Two schools to undergo restructuring

April 01, 2006|By ROBERT SNYDER


All teachers at two Washington County schools must reapply for their jobs next year under a restructuring plan the school system announced in a press release Friday afternoon.

Winter Street Elementary and Western Heights Middle schools are slated for restructuring for the 2006-07 school year as part of a plan to accelerate student performance and improve professional development of teachers there, schools' Public Information Officer Carol Mowen said.

"Over the last three years, certain schools have been identified by the Board of Education and the schools' superintendent to be in need of intensive staff development," Mowen said.


She said the change will bring with it a longer school day and more collaborative responsibilities, but will mean an increase in pay for those teachers who are rehired to their present positions.

"The only way to give teachers increased compensation is to have those jobs reposted and for the staff to reapply," Mowen said.

Teachers rehired for their present positions for the new school year will receive $5,000 annual salary increases while the restructuring is in effect, according to the release.

Schools Superintendent Elizabeth Morgan could not be reached for comment.

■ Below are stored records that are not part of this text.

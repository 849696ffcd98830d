use crate::notification::record::NotificationRecord;
use crate::utils::Result;
use async_trait::async_trait;

/// Destination table for notification records.
#[async_trait]
pub trait NotificationStore {
    /// Inserts the record, or replaces the existing one with the same
    /// `applicant_id`.
    async fn upsert(&self, record: &NotificationRecord) -> Result<()>;
}
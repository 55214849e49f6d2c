//! Domain models for the account service

pub mod account;
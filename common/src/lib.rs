//! Common types and utilities for the account service
//!
//! This library contains the shared vocabulary used across the account
//! platform crates. It provides a unified approach to error handling, the
//! account domain model, and boundary field validation.

pub mod error;
pub mod model;
pub mod validate;

/// Re-export important types
pub use error::{Error, Result, ErrorExt};
pub use validate::{FieldViolation, ViolationKind};

// Re-export utoipa for use in model ToSchema derives
#[cfg(feature = "utoipa")]
pub use utoipa;
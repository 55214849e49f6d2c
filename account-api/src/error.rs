//! Error handling for the account API

use axum::{
    http::StatusCode,
    response::{IntoResponse, Response},
    Json,
};
use serde::{Deserialize, Serialize};
use uuid::Uuid;

use common::validate::{FieldViolation, ViolationKind};

/// API error response
#[derive(Debug, Serialize, Deserialize)]
pub struct ErrorBody {
    /// Human-readable error message, a list when several fields fail validation
    pub message: ErrorMessage,
    /// Failure cause, present on account creation errors
    #[serde(skip_serializing_if = "Option::is_none")]
    pub cause: Option<String>,
}

/// Message payload of an error response
#[derive(Debug, Serialize, Deserialize)]
#[serde(untagged)]
pub enum ErrorMessage {
    /// Single message
    One(String),
    /// One message per failing field
    Many(Vec<String>),
}

/// API errors
#[derive(Debug, thiserror::Error)]
pub enum ApiError {
    #[error("Request validation failed")]
    Validation(Vec<FieldViolation>),

    #[error("Common error: {0}")]
    Common(#[from] common::error::Error),
}

/// Render one field violation into its user-facing message
fn violation_message(violation: &FieldViolation) -> String {
    let reason = match violation.kind {
        ViolationKind::Missing => "required field missing",
        ViolationKind::Length => "length mismatch",
        ViolationKind::CharacterClass => "disallowed character class",
    };
    format!("{}: {}", violation.field, reason)
}

impl IntoResponse for ApiError {
    fn into_response(self) -> Response {
        // Generate a request ID for tracking errors
        let request_id = Uuid::new_v4().to_string();

        // Log the error with request ID for backend tracing
        tracing::error!("API Error [{}]: {:?}", request_id, &self);

        let (status, message, cause) = match &self {
            ApiError::Validation(violations) => (
                StatusCode::BAD_REQUEST,
                ErrorMessage::Many(violations.iter().map(violation_message).collect()),
                None,
            ),
            ApiError::Common(e) => match e {
                // Client errors (4xx)
                common::error::Error::MissingCredentials(_) => (
                    StatusCode::BAD_REQUEST,
                    ErrorMessage::One("Account creation failed".to_string()),
                    Some("Required user_id and password".to_string()),
                ),
                common::error::Error::DuplicateAccount(_) => (
                    StatusCode::BAD_REQUEST,
                    ErrorMessage::One("Account creation failed".to_string()),
                    Some("Already same user_id is used".to_string()),
                ),
                common::error::Error::AccountNotFound(_) => (
                    StatusCode::NOT_FOUND,
                    ErrorMessage::One("User not found".to_string()),
                    None,
                ),
                common::error::Error::ConfirmationRequired(_) => (
                    StatusCode::BAD_REQUEST,
                    ErrorMessage::One("Account deletion confirmation required".to_string()),
                    None,
                ),

                // Server errors (5xx)
                common::error::Error::Configuration(_) => (
                    StatusCode::INTERNAL_SERVER_ERROR,
                    ErrorMessage::One("Internal server error".to_string()),
                    None,
                ),
                common::error::Error::Internal(_) => (
                    StatusCode::INTERNAL_SERVER_ERROR,
                    ErrorMessage::One("Internal server error".to_string()),
                    None,
                ),
            },
        };

        // Return the response with appropriate status code
        (status, Json(ErrorBody { message, cause })).into_response()
    }
}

In the release, Morgan said the restructuring plan provides a framework for staff to renew their commitment to professional development.

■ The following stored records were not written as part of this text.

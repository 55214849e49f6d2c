use std::sync::Arc;

use account_service::{
    AccountService, IdentityResolver, InMemoryAccountRepository, PlaceholderIdentityResolver,
    PLACEHOLDER_IDENTITY,
};
use common::error::Error;

/// Service wired to a repository handle the test can inspect directly
fn service_with_repo() -> (AccountService, Arc<InMemoryAccountRepository>) {
    let repo = Arc::new(InMemoryAccountRepository::new());
    let service = AccountService::with_repository(repo.clone());
    (service, repo)
}

#[tokio::test]
async fn test_signup_returns_public_projection() {
    let service = AccountService::new();

    let user = service.signup("abc12345", "Secret#123").await.unwrap();

    // The projection never carries the password
    assert_eq!(user.user_id, "abc12345");
    assert_eq!(user.nickname, "abc12345");
}

#[tokio::test]
async fn test_signup_rejects_empty_credentials() {
    let service = AccountService::new();

    let result = service.signup("", "Secret#123").await;
    assert!(matches!(result, Err(Error::MissingCredentials(_))));

    let result = service.signup("abc12345", "").await;
    assert!(matches!(result, Err(Error::MissingCredentials(_))));
}

#[tokio::test]
async fn test_signup_rejects_duplicate_user_id() {
    let (service, repo) = service_with_repo();

    service.signup("abc12345", "Secret#123").await.unwrap();

    // The losing signup leaves the stored account untouched
    let result = service.signup("abc12345", "Another#1").await;
    assert!(matches!(result, Err(Error::DuplicateAccount(_))));

    assert_eq!(repo.accounts.len(), 1);
    assert_eq!(repo.accounts.get("abc12345").unwrap().password, "Secret#123");
}

#[tokio::test]
async fn test_get_user_unknown_id() {
    let service = AccountService::new();

    let result = service.get_user("zzz99999").await;
    assert!(matches!(result, Err(Error::AccountNotFound(_))));
}

#[tokio::test]
async fn test_update_user_changes_password() {
    let (service, repo) = service_with_repo();
    service.signup("abc12345", "Secret#123").await.unwrap();

    service.update_user("abc12345", Some("Fresh#456")).await.unwrap();

    assert_eq!(repo.accounts.get("abc12345").unwrap().password, "Fresh#456");
}

#[tokio::test]
async fn test_update_user_without_password_keeps_stored_value() {
    let (service, repo) = service_with_repo();
    service.signup("abc12345", "Secret#123").await.unwrap();

    // No new password still counts as a successful update
    service.update_user("abc12345", None).await.unwrap();

    assert_eq!(repo.accounts.get("abc12345").unwrap().password, "Secret#123");
}

#[tokio::test]
async fn test_update_user_unknown_id() {
    let service = AccountService::new();

    let result = service.update_user("zzz99999", Some("Fresh#456")).await;
    assert!(matches!(result, Err(Error::AccountNotFound(_))));

    // The existence check also runs when no password is supplied
    let result = service.update_user("zzz99999", None).await;
    assert!(matches!(result, Err(Error::AccountNotFound(_))));
}

#[tokio::test]
async fn test_close_account_requires_confirmation() {
    let (service, repo) = service_with_repo();
    service.signup("abc12345", "Secret#123").await.unwrap();

    // The confirmation check fires before the account is even looked up
    let result = service.close_account("abc12345", false).await;
    assert!(matches!(result, Err(Error::ConfirmationRequired(_))));
    assert_eq!(repo.accounts.len(), 1);

    let result = service.close_account("zzz99999", false).await;
    assert!(matches!(result, Err(Error::ConfirmationRequired(_))));
}

#[tokio::test]
async fn test_close_account_unknown_id() {
    let service = AccountService::new();

    let result = service.close_account("zzz99999", true).await;
    assert!(matches!(result, Err(Error::AccountNotFound(_))));
}

#[tokio::test]
async fn test_close_account_removes_and_stays_removed() {
    let (service, repo) = service_with_repo();
    service.signup("abc12345", "Secret#123").await.unwrap();

    service.close_account("abc12345", true).await.unwrap();
    assert!(repo.accounts.is_empty());

    // Closing again reports the account as gone
    let result = service.close_account("abc12345", true).await;
    assert!(matches!(result, Err(Error::AccountNotFound(_))));

    let result = service.get_user("abc12345").await;
    assert!(matches!(result, Err(Error::AccountNotFound(_))));
}

#[tokio::test(flavor = "multi_thread", worker_threads = 4)]
async fn test_concurrent_signup_single_winner() {
    let (service, repo) = service_with_repo();
    let service = Arc::new(service);

    // Race several signups for the same id across worker threads
    let mut handles = Vec::new();
    for i in 0..8 {
        let service = service.clone();
        handles.push(tokio::spawn(async move {
            service.signup("abc12345", &format!("Secret#12{}", i)).await
        }));
    }

    let mut winners = 0;
    for handle in handles {
        if handle.await.unwrap().is_ok() {
            winners += 1;
        }
    }

    // Exactly one signup wins and exactly one account exists afterwards
    assert_eq!(winners, 1);
    assert_eq!(repo.accounts.len(), 1);
}

#[tokio::test]
async fn test_placeholder_resolver_yields_fixed_identity() {
    let resolver = PlaceholderIdentityResolver::new();
    assert_eq!(resolver.resolve().await.unwrap(), PLACEHOLDER_IDENTITY);

    let resolver = PlaceholderIdentityResolver::with_identity("abc12345");
    assert_eq!(resolver.resolve().await.unwrap(), "abc12345");
}
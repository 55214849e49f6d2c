//! Standardized API response formats
//!
//! This module provides the response types used by all API endpoints.
//! The bodies are part of the public wire contract; field names and
//! confirmation messages must stay stable for clients.

use axum::response::{IntoResponse, Response};
use axum::Json;
use serde::{Deserialize, Serialize};
use utoipa::ToSchema;

use common::model::account::UserSummary;

/// Response body for a successful signup
#[derive(Debug, Serialize, Deserialize, ToSchema)]
pub struct SignupResponse {
    /// Confirmation message
    pub message: String,
    /// Public projection of the created account
    pub user: UserSummary,
}

/// Response body carrying a bare confirmation message
#[derive(Debug, Serialize, Deserialize, ToSchema)]
pub struct MessageResponse {
    /// Confirmation message
    pub message: String,
}

// Implementation to convert SignupResponse to axum Response
impl IntoResponse for SignupResponse {
    fn into_response(self) -> Response {
        Json(self).into_response()
    }
}

// Implementation to convert MessageResponse to axum Response
impl IntoResponse for MessageResponse {
    fn into_response(self) -> Response {
        Json(self).into_response()
    }
}

// Utility methods for creating responses

impl SignupResponse {
    /// Create the confirmation response for a freshly created account
    pub fn created(user: UserSummary) -> Self {
        Self {
            message: "Account successfully created".to_string(),
            user,
        }
    }
}

impl MessageResponse {
    /// Confirmation for a successful profile update
    pub fn updated() -> Self {
        Self {
            message: "User information updated successfully".to_string(),
        }
    }

    /// Confirmation for a successful account deletion
    pub fn deleted() -> Self {
        Self {
            message: "Account successfully deleted".to_string(),
        }
    }
}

Teachers who are not rehired to their present jobs will be placed in another position in the school system, according to the release.

Washington County Teachers Association President Claude Sasse was unavailable for comment.

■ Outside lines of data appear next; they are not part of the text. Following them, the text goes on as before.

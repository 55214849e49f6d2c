//! Boundary field validation
//!
//! Request fields are checked against length and character-class rules and
//! failures are reported as typed `(field, kind)` pairs. The HTTP boundary
//! renders the pairs into user-facing strings.

use std::sync::OnceLock;

use regex::Regex;

/// Violation categories a field check can report
///
/// Categories are checked in declaration order and the first failure wins;
/// a field contributes at most one violation.
#[derive(Debug, Clone, Copy, PartialEq, Eq)]
pub enum ViolationKind {
    /// Required field absent from the request
    Missing,
    /// Value length outside the allowed range
    Length,
    /// Value contains characters outside the allowed class
    CharacterClass,
}

/// A single field constraint failure
#[derive(Debug, Clone, PartialEq, Eq)]
pub struct FieldViolation {
    /// Name of the offending request field
    pub field: &'static str,
    /// Which constraint failed
    pub kind: ViolationKind,
}

impl FieldViolation {
    /// Create a new violation for a field
    pub fn new(field: &'static str, kind: ViolationKind) -> Self {
        Self { field, kind }
    }
}

/// Minimum allowed length for a user id
pub const USER_ID_MIN: usize = 6;
/// Maximum allowed length for a user id
pub const USER_ID_MAX: usize = 20;
/// Minimum allowed length for a password
pub const PASSWORD_MIN: usize = 8;
/// Maximum allowed length for a password
pub const PASSWORD_MAX: usize = 20;

static USER_ID_RE: OnceLock<Regex> = OnceLock::new();
static PASSWORD_RE: OnceLock<Regex> = OnceLock::new();

fn user_id_regex() -> &'static Regex {
    USER_ID_RE.get_or_init(|| {
        // Length is enforced separately; the pattern constrains characters.
        Regex::new("^[a-zA-Z0-9]+$")
            .unwrap_or_else(|error| panic!("user id regex failed to compile: {error}"))
    })
}

fn password_regex() -> &'static Regex {
    PASSWORD_RE.get_or_init(|| {
        Regex::new("^[a-zA-Z0-9!@#$%^&*()_+=-]+$")
            .unwrap_or_else(|error| panic!("password regex failed to compile: {error}"))
    })
}

/// Validate the `user_id` field of a signup body
pub fn user_id(value: Option<&str>) -> Option<FieldViolation> {
    check(
        "user_id",
        value,
        USER_ID_MIN,
        USER_ID_MAX,
        Some(user_id_regex()),
    )
}

/// Validate a required `password` field
pub fn password(value: Option<&str>) -> Option<FieldViolation> {
    check(
        "password",
        value,
        PASSWORD_MIN,
        PASSWORD_MAX,
        Some(password_regex()),
    )
}

/// Validate an optional `password` field
///
/// Absence is allowed; a present value is held to the full password rule,
/// so an empty string fails the length check.
pub fn optional_password(value: Option<&str>) -> Option<FieldViolation> {
    value.and_then(|v| password(Some(v)))
}

/// Validate the `confirm` field of a close-account body
pub fn confirm(value: Option<bool>) -> Option<FieldViolation> {
    if value.is_none() {
        Some(FieldViolation::new("confirm", ViolationKind::Missing))
    } else {
        None
    }
}

/// Validate a path-supplied user id
///
/// Path ids are length-checked only; the character-class rule applies at the
/// signup boundary, the one place a key can enter the table.
pub fn path_user_id(value: &str) -> Option<FieldViolation> {
    check("user_id", Some(value), USER_ID_MIN, USER_ID_MAX, None)
}

fn check(
    field: &'static str,
    value: Option<&str>,
    min: usize,
    max: usize,
    pattern: Option<&Regex>,
) -> Option<FieldViolation> {
    let Some(value) = value else {
        return Some(FieldViolation::new(field, ViolationKind::Missing));
    };

    let length = value.chars().count();
    if length < min || length > max {
        return Some(FieldViolation::new(field, ViolationKind::Length));
    }

    if let Some(re) = pattern {
        if !re.is_match(value) {
            return Some(FieldViolation::new(field, ViolationKind::CharacterClass));
        }
    }

    None
}
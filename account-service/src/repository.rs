//! Repository for account data

use async_trait::async_trait;
use common::error::{Error, Result};
use common::model::account::Account;
use dashmap::mapref::entry::Entry;
use dashmap::DashMap;

/// Account repository trait defining the interface for account data storage
#[async_trait]
pub trait AccountRepository: Send + Sync {
    /// Insert a new account, failing when the user id is already taken
    async fn insert(&self, account: Account) -> Result<Account>;

    /// Get an account by user id
    async fn find(&self, user_id: &str) -> Result<Option<Account>>;

    /// Overwrite the stored password for an account
    ///
    /// Returns the updated account, or `None` when no account exists for
    /// the user id.
    async fn update_password(&self, user_id: &str, password: &str) -> Result<Option<Account>>;

    /// Remove an account, returning the removed record if one existed
    async fn remove(&self, user_id: &str) -> Result<Option<Account>>;
}

/// In-memory repository for account data
pub struct InMemoryAccountRepository {
    /// Accounts by user id
    pub accounts: DashMap<String, Account>,
}

impl InMemoryAccountRepository {
    /// Create a new in-memory account repository
    pub fn new() -> Self {
        Self {
            accounts: DashMap::new(),
        }
    }
}

#[async_trait]
impl AccountRepository for InMemoryAccountRepository {
    /// Insert a new account, failing when the user id is already taken
    ///
    /// The occupancy check and the write happen inside one `entry` guard;
    /// two concurrent inserts for the same user id cannot both succeed.
    async fn insert(&self, account: Account) -> Result<Account> {
        match self.accounts.entry(account.user_id.clone()) {
            Entry::Occupied(_) => Err(Error::DuplicateAccount(format!(
                "user id already taken: {}",
                account.user_id
            ))),
            Entry::Vacant(slot) => {
                slot.insert(account.clone());
                Ok(account)
            }
        }
    }

    /// Get an account by user id
    async fn find(&self, user_id: &str) -> Result<Option<Account>> {
        Ok(self.accounts.get(user_id).map(|a| a.clone()))
    }

    /// Overwrite the stored password for an account
    async fn update_password(&self, user_id: &str, password: &str) -> Result<Option<Account>> {
        match self.accounts.get_mut(user_id) {
            Some(mut account) => {
                account.password = password.to_string();
                Ok(Some(account.clone()))
            }
            None => Ok(None),
        }
    }

    /// Remove an account, returning the removed record if one existed
    async fn remove(&self, user_id: &str) -> Result<Option<Account>> {
        Ok(self.accounts.remove(user_id).map(|(_, account)| account))
    }
}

The restructuring plan is the county's third in as many years.

In 2003, Eastern Elementary School was restructured, with about half of that school's teaching staff rehired for their jobs. Last year, teachers at Bester Elementary School and math and English instructors at South Hagerstown High School also were made to compete for their positions under school improvement initiatives.

Mowen said that under the federal No Child Left Behind Act, schools must meet certain measurable objectives in order to be designated as having achieved adequate yearly progress. Both Winter Street and Western Heights met those objectives this year, Mowen said.